10% charitable gifting and allocation of administrative expenses

Hello
I’m dealing with an estate where following the death, the Will was varied to insert the STEP’s model clause to satisfy at least 10% (the charitable giving condition) in order to benefit from 36% rate of IHT.
The 10% has now been ascertained and schedule IHT430 completed. The charities and HMRC are being notified.
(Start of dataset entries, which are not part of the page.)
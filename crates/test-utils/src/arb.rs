use arbitrary::{Arbitrary, Unstructured};
use rand::{rngs::StdRng, SeedableRng};
use rand_core::{CryptoRngCore, OsRng, RngCore};

/// Bytes of entropy handed to [`Arbitrary`] per attempt.
const ENTROPY_LEN: usize = 16_384;

/// Attempts before giving up on a type that keeps rejecting the generated entropy.
const MAX_ATTEMPTS: usize = 16;

/// Produces random values of any [`Arbitrary`] type, reusing one entropy buffer.
#[derive(Debug)]
pub struct ArbitraryGenerator {
    buf: Vec<u8>,
}

impl Default for ArbitraryGenerator {
    fn default() -> Self {
        Self::new()
    }
}

impl ArbitraryGenerator {
    pub fn new() -> Self {
        Self::with_entropy_len(ENTROPY_LEN)
    }

    pub fn with_entropy_len(len: usize) -> Self {
        Self { buf: vec![0; len] }
    }

    /// Generates a value from OS randomness.
    pub fn generate<T>(&mut self) -> T
    where
        T: for<'a> Arbitrary<'a>,
    {
        self.generate_with_rng(&mut OsRng)
    }

    /// Generates a value reproducibly from `seed`.
    pub fn generate_seeded<T>(&mut self, seed: u64) -> T
    where
        T: for<'a> Arbitrary<'a>,
    {
        self.fill_and_build(&mut StdRng::seed_from_u64(seed))
    }

    pub fn generate_with_rng<T, R>(&mut self, rng: &mut R) -> T
    where
        T: for<'a> Arbitrary<'a>,
        R: CryptoRngCore,
    {
        self.fill_and_build(rng)
    }

    fn fill_and_build<T, R>(&mut self, rng: &mut R) -> T
    where
        T: for<'a> Arbitrary<'a>,
        R: RngCore + ?Sized,
    {
        let mut last_err = None;
        for _ in 0..MAX_ATTEMPTS {
            rng.fill_bytes(&mut self.buf);
            match T::arbitrary(&mut Unstructured::new(&self.buf)) {
                Ok(value) => return value,
                Err(err) => last_err = Some(err),
            }
        }
        match last_err {
            Some(err) => panic!("arbitrary generation failed after {MAX_ATTEMPTS} attempts: {err}"),
            None => panic!("arbitrary generation failed"),
        }
    }
}

#[cfg(test)]
mod tests {
    use arbor_primitives::{Buf32, NodeHash};

    use super::*;

    #[test]
    fn test_seeded_is_reproducible() {
        let mut gen = ArbitraryGenerator::new();
        let a: Buf32 = gen.generate_seeded(7);
        let b: Buf32 = gen.generate_seeded(7);
        let c: Buf32 = gen.generate_seeded(8);
        assert_eq!(a, b);
        assert_ne!(a, c);
    }

    #[test]
    fn test_generate_varies() {
        let mut gen = ArbitraryGenerator::new();
        let a: NodeHash = gen.generate();
        let b: NodeHash = gen.generate();
        assert_ne!(a, b);
    }
}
I’m now in the process of preparing draft estate accounts and wonder whether, in light of the 10% charitable gift,

  1. both the charities and non-exempt residuary beneficiaries incur the burden of the overall administrative expenses (which effectively would reduce the 10% as calculated) OR
  2. whether charities would receive precisely what is being communicated to HMRC on schedule IHT430 (which would effectively make them the legatees of the desirable amount) and the non-exempt beneficiaries (i.e. the remaining estate) would incur the cost of administering the estate.
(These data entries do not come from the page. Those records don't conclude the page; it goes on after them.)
impl NodeGraph {
    /// Creates a graph whose only node is the root built from `initial_machine_hash`.
    pub fn new(params: ChainParams, initial_machine_hash: Buf32) -> Self {
        let root = Node::root(initial_machine_hash);
        let root_hash = root.hash();
        let pending_inbox = PendingInbox::new(root.vm_proto_data().pending_top, 0);

        let mut nodes = BTreeMap::new();
        nodes.insert(root_hash, root);

        Self {
            params,
            nodes,
            leaves: BTreeSet::from([root_hash]),
            stakers: BTreeMap::new(),
            latest_confirmed: root_hash,
            pending_inbox,
            sent_message_count: 0,
        }
    }

    pub fn params(&self) -> &ChainParams {
        &self.params
    }

    pub fn latest_confirmed(&self) -> NodeHash {
        self.latest_confirmed
    }

    pub fn latest_confirmed_node(&self) -> Option<&Node> {
        self.nodes.get(&self.latest_confirmed)
    }

    pub fn leaves(&self) -> impl Iterator<Item = &NodeHash> + '_ {
        self.leaves.iter()
    }

    pub fn is_leaf(&self, hash: &NodeHash) -> bool {
        self.leaves.contains(hash)
    }

    pub fn node(&self, hash: &NodeHash) -> Option<&Node> {
        self.nodes.get(hash)
    }

    pub fn node_count(&self) -> usize {
        self.nodes.len()
    }

    pub fn staker(&self, address: &Address) -> Option<&Staker> {
        self.stakers.get(address)
    }

    /// Stakers in ascending address order.
    pub fn stakers(&self) -> impl Iterator<Item = &Staker> + '_ {
        self.stakers.values()
    }

    pub fn staker_count(&self) -> usize {
        self.stakers.len()
    }

    pub fn pending_inbox(&self) -> &PendingInbox {
        &self.pending_inbox
    }

    pub fn sent_message_count(&self) -> u64 {
        self.sent_message_count
    }

    /// Records the latest pending-queue summary of the global inbox.
    pub fn update_pending_inbox(&mut self, top_hash: Buf32, count: u64) {
        self.pending_inbox = PendingInbox::new(top_hash, count);
    }

    /// Builds the proof leading from `from` down to its descendant `to`.
    pub fn path_proof(&self, from: &NodeHash, to: &NodeHash) -> NodeGraphResult<PathProof> {
        let mut steps = Vec::new();
        let mut cur = *to;
        while cur != *from {
            let node = self
                .nodes
                .get(&cur)
                .ok_or(NodeGraphError::UnknownNode(cur))?;
            if node.prev_hash().is_zero() {
                return Err(NodeGraphError::InvalidProof("target does not descend from start"));
            }
            steps.push(node.path_step());
            cur = node.prev_hash();
        }
        steps.reverse();
        Ok(PathProof::new(steps))
    }

    fn sender_staker(&self, ctx: &CallContext) -> NodeGraphResult<&Staker> {
        self.stakers
            .get(&ctx.sender)
            .ok_or(NodeGraphError::UnknownStaker(ctx.sender))
    }

    fn require_staker(&self, address: &Address) -> NodeGraphResult<&Staker> {
        self.stakers
            .get(address)
            .ok_or(NodeGraphError::UnknownStaker(*address))
    }

    fn require_leaf(&self, leaf: &NodeHash, what: &'static str) -> NodeGraphResult<()> {
        if self.leaves.contains(leaf) {
            Ok(())
        } else {
            Err(NodeGraphError::InvalidProof(what))
        }
    }

    /// Puts down a stake for the sender on `walk(latestConfirmed, p1)`, which must lead on to
    /// a leaf through `p2`.
    pub fn place_stake(
        &mut self,
        ctx: &CallContext,
        stake_amount: u64,
        proof1: &PathProof,
        proof2: &PathProof,
    ) -> NodeGraphResult<Vec<RollupEvent>> {
        let location = calculate_path(&self.latest_confirmed, proof1);
        let leaf = calculate_path(&location, proof2);
        self.require_leaf(&leaf, "stake location does not lead to a leaf")?;

        if stake_amount != self.params.stake_requirement {
            return Err(NodeGraphError::WrongStakeAmount {
                expected: self.params.stake_requirement,
                got: stake_amount,
            });
        }
        if self.stakers.contains_key(&ctx.sender) {
            return Err(NodeGraphError::DuplicateStaker(ctx.sender));
        }

        self.stakers.insert(
            ctx.sender,
            Staker {
                address: ctx.sender,
                location,
                creation_height: ctx.height,
                stake_amount,
            },
        );
        debug!(staker = %ctx.sender, %location, "created stake");

        Ok(vec![RollupEvent::StakeCreated {
            staker: ctx.sender,
            location,
        }])
    }

    /// Advances the sender's stake to `walk(location, p1)`.
    pub fn move_stake(
        &mut self,
        ctx: &CallContext,
        proof1: &PathProof,
        proof2: &PathProof,
    ) -> NodeGraphResult<Vec<RollupEvent>> {
        let staker = self.sender_staker(ctx)?;
        let new_location = calculate_path(&staker.location, proof1);
        let leaf = calculate_path(&new_location, proof2);
        self.require_leaf(&leaf, "new location does not lead to a leaf")?;

        self.move_staker(ctx.sender, new_location);
        Ok(vec![RollupEvent::StakeMoved {
            staker: ctx.sender,
            location: new_location,
        }])
    }

    pub(crate) fn move_staker(&mut self, address: Address, location: NodeHash) {
        if let Some(staker) = self.stakers.get_mut(&address) {
            staker.location = location;
            debug!(staker = %address, %location, "moved stake");
        }
    }

    /// Removes a leaf that branches off the path to the latest confirmed node.
    ///
    /// `from` is the last common ancestor; `leaf_proof` leads to the leaf and `anc_proof` to
    /// the latest confirmed node, and they have to leave `from` through different children.
    pub fn prune_leaf(
        &mut self,
        from: &NodeHash,
        leaf_proof: &PathProof,
        anc_proof: &PathProof,
    ) -> NodeGraphResult<Vec<RollupEvent>> {
        let leaf = calculate_path(from, leaf_proof);
        self.require_leaf(&leaf, "pruned node is not a leaf")?;
        if !leaf_proof.diverges_from(anc_proof) {
            return Err(NodeGraphError::PruneConflict);
        }
        if calculate_path(from, anc_proof) != self.latest_confirmed {
            return Err(NodeGraphError::InvalidProof(
                "ancestor proof does not reach the latest confirmed node",
            ));
        }

        self.leaves.remove(&leaf);
        self.nodes.remove(&leaf);
        debug!(%leaf, "pruned leaf");

        Ok(vec![RollupEvent::Pruned { leaf }])
    }

    /// Refunds the sender, whose stake sits on an ancestor of the latest confirmed node.
    pub fn recover_stake_confirmed(
        &mut self,
        ctx: &CallContext,
        proof: &PathProof,
    ) -> NodeGraphResult<Vec<RollupEvent>> {
        let staker = self.sender_staker(ctx)?;
        if calculate_path(&staker.location, proof) != self.latest_confirmed {
            return Err(NodeGraphError::InvalidProof(
                "stake does not lead to the latest confirmed node",
            ));
        }
        Ok(self.refund_staker(ctx.sender))
    }

    /// Refunds any staker left strictly behind the latest confirmed node.
    pub fn recover_stake_old(
        &mut self,
        staker: &Address,
        proof: &PathProof,
    ) -> NodeGraphResult<Vec<RollupEvent>> {
        if proof.is_empty() {
            return Err(NodeGraphError::EmptyProof);
        }
        let st = self.require_staker(staker)?;
        if calculate_path(&st.location, proof) != self.latest_confirmed {
            return Err(NodeGraphError::InvalidProof(
                "stake does not lead to the latest confirmed node",
            ));
        }
        Ok(self.refund_staker(*staker))
    }

    /// Refunds a staker sitting on a branch that conflicts with the latest confirmed node.
    ///
    /// `node` is the branching point: `lc_proof` leads from it to the latest confirmed node
    /// and `staker_proof` to the stake, through different children.
    pub fn recover_stake_mooted(
        &mut self,
        staker: &Address,
        node: &NodeHash,
        lc_proof: &PathProof,
        staker_proof: &PathProof,
    ) -> NodeGraphResult<Vec<RollupEvent>> {
        if !lc_proof.diverges_from(staker_proof) {
            return Err(NodeGraphError::NotMoot);
        }
        let st = self.require_staker(staker)?;
        if calculate_path(node, lc_proof) != self.latest_confirmed {
            return Err(NodeGraphError::InvalidProof(
                "branch point does not lead to the latest confirmed node",
            ));
        }
        if calculate_path(node, staker_proof) != st.location {
            return Err(NodeGraphError::InvalidProof(
                "branch point does not lead to the stake",
            ));
        }
        Ok(self.refund_staker(*staker))
    }

    /// Refunds a staker whose next node's deadline has passed without it moving on.
    #[expect(clippy::too_many_arguments, reason = "mirrors the on-chain call")]
    pub fn recover_stake_passed_deadline(
        &mut self,
        ctx: &CallContext,
        staker: &Address,
        deadline_ticks: TimeTicks,
        node_data_hash: &Buf32,
        child_type: ChildType,
        vm_proto_state_hash: &Buf32,
        proof: &PathProof,
    ) -> NodeGraphResult<Vec<RollupEvent>> {
        let st = self.require_staker(staker)?;
        let next = child_node_hash(
            &st.location,
            deadline_ticks,
            node_data_hash,
            child_type,
            vm_proto_state_hash,
        );
        let leaf = calculate_path(&next, proof);
        self.require_leaf(&leaf, "next node does not lead to a leaf")?;

        let now = ctx.now();
        if now < deadline_ticks {
            return Err(NodeGraphError::NotPastDeadline {
                now,
                deadline: deadline_ticks,
            });
        }
        Ok(self.refund_staker(*staker))
    }

    fn refund_staker(&mut self, address: Address) -> Vec<RollupEvent> {
        let Some(staker) = self.stakers.remove(&address) else {
            return Vec::new();
        };
        info!(staker = %address, amount = staker.stake_amount, "refunded stake");
        vec![RollupEvent::StakeRefunded {
            staker: address,
            amount: staker.stake_amount,
        }]
    }
}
Apologies if this question has already been dealt with in the past; I have been looking at the TDF but could not locate anything specifically dealing with the allocation of administrative expenses in such circumstances.

If the will had given the charity 10% of the residuary estate in the first instance, and 90% to non-charitable beneficiaries, residue would have borne the ladministration expenses, so why shouldn’t be any different where this is introduced by a deed of variation?

Patrick Moroney

Good point. Thank you.

An interesting question because depending on how the clause is drafted, it could be read as a pecuniary legacy.

HMRC manual refers to the definition of baseline amount as:

*The calculation for the ‘baseline amount’ is set out in IHTA84/Sch1A/Para 5 (IHTM45009) and is, broadly, the value transferred by a chargeable transfer (IHTM04027), but after adding back the amount that qualifies for charity exemption.

And the relevant schedule 1A of the IHTA states: “estate means D’s estate immediately before death”

So I guess there could be an argument that because the calculation does not factor in admin expenses, the charity’s share / gift should not bear the burden. That said, this has not been my experience in practice and in reality it may depend on whether charity objects?

Thank you. This is very helpful.

The clause states:

“I give such a sum as together with any other gifts to charity made under this my Will or any codicil shall constitute a donated amount equal to 10% of the Baseline Amount in relation to the General Component of my estate”.

It is further confirmed in the document that The Baseline Amount and General Component have the meaning given to those terms in IHT84/Sch1A and the reference to a gift to charity means a gift attributable to property of which section 23 of the Act applies.

If anyone out there has dealt with this in practice, could you please share your experience?